REQUIREMENT> Going through the entries below, count each line containing the word "unwrap". Report the number only.

BEGIN DATASET EXCERPTS

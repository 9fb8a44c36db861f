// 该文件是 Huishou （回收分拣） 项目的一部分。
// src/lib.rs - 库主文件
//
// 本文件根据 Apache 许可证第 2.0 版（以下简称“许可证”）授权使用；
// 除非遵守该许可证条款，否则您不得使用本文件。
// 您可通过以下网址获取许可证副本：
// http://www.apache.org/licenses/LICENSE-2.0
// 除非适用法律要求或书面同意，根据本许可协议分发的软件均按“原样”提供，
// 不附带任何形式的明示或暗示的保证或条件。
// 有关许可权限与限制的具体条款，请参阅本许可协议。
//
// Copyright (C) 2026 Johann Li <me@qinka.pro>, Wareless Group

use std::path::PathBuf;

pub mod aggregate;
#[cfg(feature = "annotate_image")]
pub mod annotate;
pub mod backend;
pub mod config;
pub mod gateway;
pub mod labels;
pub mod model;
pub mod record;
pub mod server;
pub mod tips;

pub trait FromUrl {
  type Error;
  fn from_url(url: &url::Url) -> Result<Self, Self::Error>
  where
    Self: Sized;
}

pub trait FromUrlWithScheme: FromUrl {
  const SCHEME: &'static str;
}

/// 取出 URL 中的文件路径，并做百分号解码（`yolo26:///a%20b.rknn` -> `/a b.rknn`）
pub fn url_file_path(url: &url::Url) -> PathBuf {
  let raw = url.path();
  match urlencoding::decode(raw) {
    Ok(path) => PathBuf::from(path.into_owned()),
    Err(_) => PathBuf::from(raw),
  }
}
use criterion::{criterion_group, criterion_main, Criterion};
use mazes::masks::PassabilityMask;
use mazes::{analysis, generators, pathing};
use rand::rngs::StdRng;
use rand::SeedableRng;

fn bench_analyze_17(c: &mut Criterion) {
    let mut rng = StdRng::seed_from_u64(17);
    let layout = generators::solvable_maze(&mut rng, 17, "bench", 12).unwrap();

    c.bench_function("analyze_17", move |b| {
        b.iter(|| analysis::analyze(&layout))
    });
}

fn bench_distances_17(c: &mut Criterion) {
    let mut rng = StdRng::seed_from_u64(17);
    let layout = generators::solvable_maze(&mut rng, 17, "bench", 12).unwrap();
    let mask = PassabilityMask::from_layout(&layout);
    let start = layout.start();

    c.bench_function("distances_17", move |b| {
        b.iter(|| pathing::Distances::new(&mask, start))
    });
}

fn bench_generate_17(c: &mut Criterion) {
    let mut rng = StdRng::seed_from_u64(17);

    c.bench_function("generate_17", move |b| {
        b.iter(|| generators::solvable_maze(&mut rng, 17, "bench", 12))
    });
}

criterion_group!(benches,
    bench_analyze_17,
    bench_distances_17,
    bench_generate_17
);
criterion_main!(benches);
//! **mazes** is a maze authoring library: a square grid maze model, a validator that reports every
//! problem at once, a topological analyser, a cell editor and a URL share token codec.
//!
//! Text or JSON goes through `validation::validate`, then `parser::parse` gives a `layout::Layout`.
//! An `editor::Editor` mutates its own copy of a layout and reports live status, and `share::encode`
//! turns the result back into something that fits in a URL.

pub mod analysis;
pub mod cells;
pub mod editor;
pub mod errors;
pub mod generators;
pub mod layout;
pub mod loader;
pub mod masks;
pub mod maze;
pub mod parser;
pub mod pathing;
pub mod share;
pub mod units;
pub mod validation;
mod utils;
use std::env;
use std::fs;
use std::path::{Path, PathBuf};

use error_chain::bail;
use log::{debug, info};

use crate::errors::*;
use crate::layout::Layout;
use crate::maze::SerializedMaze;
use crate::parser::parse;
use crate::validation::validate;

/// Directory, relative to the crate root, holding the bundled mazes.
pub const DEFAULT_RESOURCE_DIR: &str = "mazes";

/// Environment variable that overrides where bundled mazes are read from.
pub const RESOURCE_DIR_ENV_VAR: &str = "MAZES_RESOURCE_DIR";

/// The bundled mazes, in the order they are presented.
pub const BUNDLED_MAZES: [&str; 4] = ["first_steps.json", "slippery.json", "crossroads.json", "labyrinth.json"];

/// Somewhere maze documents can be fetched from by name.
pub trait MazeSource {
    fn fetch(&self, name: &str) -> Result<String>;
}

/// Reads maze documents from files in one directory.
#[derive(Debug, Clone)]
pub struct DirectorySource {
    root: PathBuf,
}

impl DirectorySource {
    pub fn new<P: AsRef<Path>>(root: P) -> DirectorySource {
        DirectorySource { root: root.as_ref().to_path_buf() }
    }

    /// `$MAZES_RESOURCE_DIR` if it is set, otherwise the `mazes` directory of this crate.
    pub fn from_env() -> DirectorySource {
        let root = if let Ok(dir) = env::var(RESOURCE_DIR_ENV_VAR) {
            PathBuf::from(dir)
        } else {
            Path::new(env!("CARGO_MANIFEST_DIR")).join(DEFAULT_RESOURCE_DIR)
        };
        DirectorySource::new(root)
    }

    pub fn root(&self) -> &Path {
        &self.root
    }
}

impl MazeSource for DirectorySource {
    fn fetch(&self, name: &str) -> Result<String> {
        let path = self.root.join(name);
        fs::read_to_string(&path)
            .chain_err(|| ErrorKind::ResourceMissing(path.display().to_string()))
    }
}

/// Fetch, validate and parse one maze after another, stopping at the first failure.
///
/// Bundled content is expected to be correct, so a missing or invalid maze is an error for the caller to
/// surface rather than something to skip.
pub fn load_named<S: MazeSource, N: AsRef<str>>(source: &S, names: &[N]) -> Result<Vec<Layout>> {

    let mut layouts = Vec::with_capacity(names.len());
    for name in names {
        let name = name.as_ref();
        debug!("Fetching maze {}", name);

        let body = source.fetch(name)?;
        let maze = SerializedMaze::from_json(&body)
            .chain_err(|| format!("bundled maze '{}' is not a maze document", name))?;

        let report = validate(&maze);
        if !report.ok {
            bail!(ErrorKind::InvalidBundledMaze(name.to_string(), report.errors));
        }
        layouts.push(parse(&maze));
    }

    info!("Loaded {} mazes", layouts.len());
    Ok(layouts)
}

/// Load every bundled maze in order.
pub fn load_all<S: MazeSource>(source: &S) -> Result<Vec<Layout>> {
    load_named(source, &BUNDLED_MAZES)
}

END DATASET EXCERPTS
BEGIN DATASET EXCERPTS

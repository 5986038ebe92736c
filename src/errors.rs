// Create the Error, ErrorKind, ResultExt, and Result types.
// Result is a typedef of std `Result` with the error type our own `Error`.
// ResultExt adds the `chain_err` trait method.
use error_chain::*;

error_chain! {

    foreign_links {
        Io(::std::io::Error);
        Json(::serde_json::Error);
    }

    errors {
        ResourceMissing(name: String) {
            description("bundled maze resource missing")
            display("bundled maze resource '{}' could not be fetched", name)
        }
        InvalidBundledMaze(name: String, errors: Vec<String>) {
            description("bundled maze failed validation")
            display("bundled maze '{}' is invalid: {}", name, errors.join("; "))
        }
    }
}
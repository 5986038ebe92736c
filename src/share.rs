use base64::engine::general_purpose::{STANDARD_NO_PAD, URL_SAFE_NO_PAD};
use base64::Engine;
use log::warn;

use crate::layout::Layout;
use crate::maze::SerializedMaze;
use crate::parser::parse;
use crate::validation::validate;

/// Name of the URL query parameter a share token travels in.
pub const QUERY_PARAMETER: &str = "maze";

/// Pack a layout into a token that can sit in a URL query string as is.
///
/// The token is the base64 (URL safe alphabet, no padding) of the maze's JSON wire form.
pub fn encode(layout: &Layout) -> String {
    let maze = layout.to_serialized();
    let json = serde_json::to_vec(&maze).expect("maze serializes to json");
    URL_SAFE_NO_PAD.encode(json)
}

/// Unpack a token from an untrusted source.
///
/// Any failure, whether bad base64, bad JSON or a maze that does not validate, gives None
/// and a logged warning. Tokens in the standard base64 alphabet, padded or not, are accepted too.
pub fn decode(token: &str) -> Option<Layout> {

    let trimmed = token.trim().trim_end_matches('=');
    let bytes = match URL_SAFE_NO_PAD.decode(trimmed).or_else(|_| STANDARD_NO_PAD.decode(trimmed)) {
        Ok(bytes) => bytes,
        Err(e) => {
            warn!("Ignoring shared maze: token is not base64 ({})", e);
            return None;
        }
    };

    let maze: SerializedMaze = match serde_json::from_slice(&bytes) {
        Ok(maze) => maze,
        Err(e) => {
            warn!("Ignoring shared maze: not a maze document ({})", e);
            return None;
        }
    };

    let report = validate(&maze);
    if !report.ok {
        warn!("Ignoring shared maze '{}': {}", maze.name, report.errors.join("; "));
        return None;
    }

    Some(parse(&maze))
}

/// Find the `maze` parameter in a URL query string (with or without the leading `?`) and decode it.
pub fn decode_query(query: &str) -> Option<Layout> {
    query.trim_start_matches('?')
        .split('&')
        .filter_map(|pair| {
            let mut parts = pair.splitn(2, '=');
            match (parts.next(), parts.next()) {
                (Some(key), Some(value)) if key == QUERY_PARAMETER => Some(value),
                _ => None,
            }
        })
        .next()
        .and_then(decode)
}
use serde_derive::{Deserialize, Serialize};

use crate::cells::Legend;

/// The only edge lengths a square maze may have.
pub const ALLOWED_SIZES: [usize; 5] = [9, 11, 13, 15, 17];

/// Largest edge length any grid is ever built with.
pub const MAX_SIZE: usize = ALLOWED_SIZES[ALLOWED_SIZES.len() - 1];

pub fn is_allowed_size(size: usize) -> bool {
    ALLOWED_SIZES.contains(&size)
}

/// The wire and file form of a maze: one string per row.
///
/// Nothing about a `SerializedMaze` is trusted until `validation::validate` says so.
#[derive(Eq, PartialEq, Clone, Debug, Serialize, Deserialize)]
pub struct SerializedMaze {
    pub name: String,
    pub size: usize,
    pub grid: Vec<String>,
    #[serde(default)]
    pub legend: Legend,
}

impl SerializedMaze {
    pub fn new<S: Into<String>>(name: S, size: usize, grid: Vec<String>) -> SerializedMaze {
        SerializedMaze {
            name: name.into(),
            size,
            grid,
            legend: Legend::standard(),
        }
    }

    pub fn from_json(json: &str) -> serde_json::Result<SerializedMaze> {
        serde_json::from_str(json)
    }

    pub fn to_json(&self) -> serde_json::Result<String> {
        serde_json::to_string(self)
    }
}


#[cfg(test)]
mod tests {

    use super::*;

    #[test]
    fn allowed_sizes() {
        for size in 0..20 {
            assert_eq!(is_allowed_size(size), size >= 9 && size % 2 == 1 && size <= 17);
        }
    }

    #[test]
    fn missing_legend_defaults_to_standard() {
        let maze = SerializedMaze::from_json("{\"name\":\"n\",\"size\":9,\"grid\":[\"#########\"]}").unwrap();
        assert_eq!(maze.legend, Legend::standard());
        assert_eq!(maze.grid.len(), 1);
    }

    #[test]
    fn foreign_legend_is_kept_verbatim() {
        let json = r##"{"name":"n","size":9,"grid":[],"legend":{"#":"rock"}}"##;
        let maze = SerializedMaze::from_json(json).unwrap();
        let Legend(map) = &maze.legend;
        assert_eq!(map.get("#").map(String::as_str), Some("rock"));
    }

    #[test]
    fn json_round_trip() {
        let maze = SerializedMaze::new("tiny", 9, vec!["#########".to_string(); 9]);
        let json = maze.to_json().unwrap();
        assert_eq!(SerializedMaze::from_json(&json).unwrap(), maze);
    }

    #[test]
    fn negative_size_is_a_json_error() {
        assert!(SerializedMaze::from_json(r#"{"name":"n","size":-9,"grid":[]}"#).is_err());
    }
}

END DATASET EXCERPTS

EXERCISE RESULT> 6